Publication Type

Journal Article

Version

acceptedVersion

Publication Date

5-2025

Abstract

One main challenge in constructing a knowledge graph (KG) is to deal with ambiguity. Specifically, an entity in the graph can be assigned with multiple meanings while two or more entities considered to have different meanings may actually be the same. Assigning an entity with the correct meaning may involve re-evaluation of its relevant contexts. This costly operation typically involves searching for other similar entities within the KG such that the context can be determined. In this paper, a new model called DisambiguART is proposed leveraging multi-channel matching and inference in a self-organizing neural network for sense disambiguation in knowledge graphs. Unlike other disambiguation methods that rely on representation learning to identify the relevant contexts whereby similarities among entities are learned, DisambiguART extends the working principle of multi-channel Adaptive Resonance Theory (ART) to conduct inferences directly over the graph representation through bi-directional interactions of bottom-up activations and top-down matching to find similar entities and select the correct meaning according to the right context.
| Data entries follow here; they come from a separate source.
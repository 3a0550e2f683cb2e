//! Terminal output: styled messages, progress bar, summary table.
//!
//! All user-facing printing goes through [`OutputFormatter`] so styling
//! stays consistent across the CLI.

use colored::*;
use indicatif::{ProgressBar, ProgressStyle};
use std::collections::HashMap;

/// Centralized CLI output with consistent styling.
pub struct OutputFormatter;

impl OutputFormatter {
    /// Green checkmark message.
    pub fn success(message: &str) {
        println!("{} {}", "✓".green(), message);
    }

    /// Red cross message, on stderr.
    pub fn error(message: &str) {
        eprintln!("{} {}", "✗".red(), message);
    }

    /// Yellow warning message.
    pub fn warning(message: &str) {
        println!("{} {}", "⚠".yellow(), message);
    }

    /// Cyan informational message.
    pub fn info(message: &str) {
        println!("{}", message.cyan());
    }

    /// Unstyled message.
    pub fn plain(message: &str) {
        println!("{}", message);
    }

    /// Bold section header.
    pub fn header(header: &str) {
        println!("\n{}", header.bold());
    }

    /// Yellow dry-run notice.
    pub fn dry_run_notice(message: &str) {
        println!("{}", format!("[DRY RUN] {}", message).yellow());
    }

    /// Progress bar for the move loop.
    pub fn create_progress_bar(total: u64) -> ProgressBar {
        let pb = ProgressBar::new(total);
        pb.set_style(
            ProgressStyle::default_bar()
                .template("{spinner:.cyan} [{bar:40.cyan/blue}] {pos}/{len} {msg}")
                .expect("Invalid progress bar template")
                .progress_chars("█▓░"),
        );
        pb
    }

    /// Per-bucket summary table, sorted by bucket name, with a total row.
    pub fn summary_table(bucket_counts: &HashMap<String, usize>, total_files: usize) {
        Self::header("SUMMARY");

        let mut buckets: Vec<_> = bucket_counts.iter().collect();
        buckets.sort_by_key(|&(name, _)| name);

        let width = buckets
            .iter()
            .map(|(name, _)| name.len())
            .max()
            .unwrap_or(0)
            .max("Bucket".len());

        println!("{:<width$} | {}", "Bucket".bold(), "Files".bold());
        println!("{}", "-".repeat(width + 10));

        for (bucket, count) in &buckets {
            let file_word = if **count == 1 { "file" } else { "files" };
            println!(
                "{:<width$} | {} {}",
                bucket,
                count.to_string().green(),
                file_word,
            );
        }

        println!("{}", "-".repeat(width + 10));
        println!(
            "{:<width$} | {} {}",
            "Total".bold(),
            total_files.to_string().green().bold(),
            if total_files == 1 { "file" } else { "files" },
        );
    }
}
The proposed method is evaluated on the tasks of entity sense disambiguation in three domain KGs (jet-engine, biomedical, and kinship) and author-name disambiguation in bibliographic KGs, demonstrating the effectiveness and efficiency of DisambiguART against the state-of-the-art methods.

Keywords

Knowledge Graphs, Graph Embeddings, Entity Disambiguation, Adaptive Resonance Theory

Discipline

Databases and Information Systems | OS and Networks

Research Areas

Intelligent Systems and Optimization

Publication

ACM Transactions on Knowledge Discovery from Data

First Page

1

Last Page

29

ISSN

1556-4681

Publisher

Association for Computing Machinery (ACM)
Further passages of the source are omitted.